This is their version of the emperor's new clothes, everyone knew there was no bread, but they played along with the groupthink and pretended it was an actual dish. Margot was the only one who didn't buy into this and called it out there was no food. The young men acknowledged the dish, but wanted special treatment. When no one had bread, they used their names and positions trying to get bread.

The ending:

Margot re-established the server and customer relationship. She realized all along, from the 1st moment chef talked to her, what the chef was looking for. Remember she she wanted to send the food back before and also reminded Tyler that "you're paying him to serve you."

The chef misplaced her as one of them, the servers.
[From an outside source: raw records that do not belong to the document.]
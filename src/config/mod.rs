//! Configuration loading and parsing.
//!
//! Jobs and global settings come from a single YAML file; the listener
//! port comes from the `PORT` environment variable (with a default), as
//! hosting platforms conventionally inject it.

use serde::{Deserialize, Serialize};
use std::collections::{HashMap, HashSet};
use std::path::Path;
use std::time::Duration;
use thiserror::Error;

use crate::core::job::JobSpec;

/// Environment variable the listener port is read from.
pub const PORT_ENV_VAR: &str = "PORT";

/// Listener port used when `PORT` is unset.
pub const DEFAULT_PORT: u16 = 10000;

/// Errors that can occur when loading configuration.
#[derive(Debug, Error)]
pub enum ConfigError {
    /// Failed to read configuration file.
    #[error("failed to read file: {0}")]
    Io(#[from] std::io::Error),

    /// Failed to parse YAML.
    #[error("YAML parse error: {0}")]
    Yaml(#[from] serde_yaml::Error),

    /// Invalid configuration value.
    #[error("invalid configuration: {0}")]
    Invalid(String),

    /// The PORT environment variable was set but not a valid port.
    #[error("invalid PORT value: {0}")]
    InvalidPort(String),
}

/// Global settings shared by all jobs.
#[derive(Debug, Clone, Serialize, Deserialize)]
#[serde(default)]
pub struct GlobalConfig {
    /// URL to self-ping; keep-alive is disabled when unset.
    pub keepalive_url: Option<String>,
    /// Seconds between keep-alive pings.
    pub keepalive_interval_secs: u64,
    /// Seconds between date-rollover polls.
    pub rollover_interval_secs: u64,
    /// Per-request timeout for keep-alive pings, in seconds.
    pub ping_timeout_secs: u64,
}

impl Default for GlobalConfig {
    fn default() -> Self {
        Self {
            keepalive_url: None,
            keepalive_interval_secs: 60,
            rollover_interval_secs: 60,
            ping_timeout_secs: 30,
        }
    }
}

/// One job definition from YAML.
#[derive(Debug, Clone, Serialize, Deserialize)]
pub struct JobConfig {
    /// Job identifier, unique within the file.
    pub id: String,
    /// Human-readable name; defaults to the id.
    pub name: Option<String>,
    /// Program to run for each unit of work.
    pub command: String,
    /// Arguments passed to the program.
    #[serde(default)]
    pub args: Vec<String>,
    /// Extra environment variables for the program.
    #[serde(default)]
    pub env: HashMap<String, String>,
    /// Working directory for the program.
    pub working_dir: Option<String>,
    /// Per-unit timeout in seconds; no timeout when unset.
    pub timeout_secs: Option<u64>,
    /// Seconds between ticks.
    pub interval_secs: u64,
    /// Maximum units per calendar date.
    pub daily_limit: u32,
    /// Units attempted per tick.
    #[serde(default = "default_units_per_tick")]
    pub units_per_tick: u32,
    /// Seconds to pause between units within a batch.
    #[serde(default)]
    pub unit_pause_secs: u64,
    /// Whether the job's interval loop is started.
    #[serde(default = "default_true")]
    pub enabled: bool,
}

fn default_units_per_tick() -> u32 {
    1
}

fn default_true() -> bool {
    true
}

impl JobConfig {
    /// Build the scheduler-facing spec for this job.
    pub fn to_spec(&self) -> JobSpec {
        JobSpec::new(
            self.id.as_str(),
            self.name.as_deref().unwrap_or(self.id.as_str()),
            Duration::from_secs(self.interval_secs),
            self.daily_limit,
        )
        .with_units_per_tick(self.units_per_tick)
        .with_unit_pause(Duration::from_secs(self.unit_pause_secs))
        .with_enabled(self.enabled)
    }
}

/// The whole configuration file.
#[derive(Debug, Clone, Default, Serialize, Deserialize)]
pub struct ConfigFile {
    /// Global settings.
    #[serde(default)]
    pub global: GlobalConfig,
    /// Job definitions.
    #[serde(default)]
    pub jobs: Vec<JobConfig>,
}

impl ConfigFile {
    /// Load and validate a configuration file.
    pub fn load(path: impl AsRef<Path>) -> Result<Self, ConfigError> {
        let contents = std::fs::read_to_string(path)?;
        Self::parse(&contents)
    }

    /// Parse and validate configuration from a YAML string.
    pub fn parse(contents: &str) -> Result<Self, ConfigError> {
        let config: ConfigFile = serde_yaml::from_str(contents)?;
        config.validate()?;
        Ok(config)
    }

    fn validate(&self) -> Result<(), ConfigError> {
        let mut seen = HashSet::new();
        for job in &self.jobs {
            if job.id.is_empty() {
                return Err(ConfigError::Invalid("job id cannot be empty".into()));
            }
            if !seen.insert(job.id.as_str()) {
                return Err(ConfigError::Invalid(format!("duplicate job id: {}", job.id)));
            }
            if job.command.is_empty() {
                return Err(ConfigError::Invalid(format!(
                    "job '{}': command cannot be empty",
                    job.id
                )));
            }
            if job.daily_limit == 0 {
                return Err(ConfigError::Invalid(format!(
                    "job '{}': daily_limit cannot be zero",
                    job.id
                )));
            }
            if job.interval_secs == 0 {
                return Err(ConfigError::Invalid(format!(
                    "job '{}': interval_secs cannot be zero",
                    job.id
                )));
            }
            if job.units_per_tick == 0 {
                return Err(ConfigError::Invalid(format!(
                    "job '{}': units_per_tick cannot be zero",
                    job.id
                )));
            }
        }

        if self.global.keepalive_interval_secs == 0 {
            return Err(ConfigError::Invalid(
                "keepalive_interval_secs cannot be zero".into(),
            ));
        }
        if self.global.rollover_interval_secs == 0 {
            return Err(ConfigError::Invalid(
                "rollover_interval_secs cannot be zero".into(),
            ));
        }

        Ok(())
    }
}

/// Read the listener port from the environment, defaulting when unset.
pub fn port_from_env() -> Result<u16, ConfigError> {
    match std::env::var(PORT_ENV_VAR) {
        Ok(value) => value
            .parse::<u16>()
            .map_err(|_| ConfigError::InvalidPort(value)),
        Err(_) => Ok(DEFAULT_PORT),
    }
}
In context to the scene, she is not a server, but a "customer." This is why the last scene was pivotal, he outright said it to her, "you are an eater." This is what led to her revelation. Then standing up as a customer, she returned the menu and asked for a cheeseburger. The chef allowed her to leave when she wanted it to go because the customer is always right.

This is a reminder that in this constitutional republic, our politicians work for us, the people. Like Margot, we need to re-establish and fix this relationship in order for the nation to survive. Otherwise, like everyone else in this restaurant who knew they were going to die but did very little to prevent their own demise, we are simply part of the menu. Chef actually brought out this point when the coast guard came.

But even after Margot got out, they could've all did the same thing and asked for a cheeseburger. As the chef pointed out, they didn't try hard enough to fight back. It was as if they all had already accepted the menu. In the final scene, you can see some of them even thanking chef.

Though some of them tried to escape, they didn't fight back. Margot fought back, against the menu, by sending it back and being authentic with herself and then with the chef.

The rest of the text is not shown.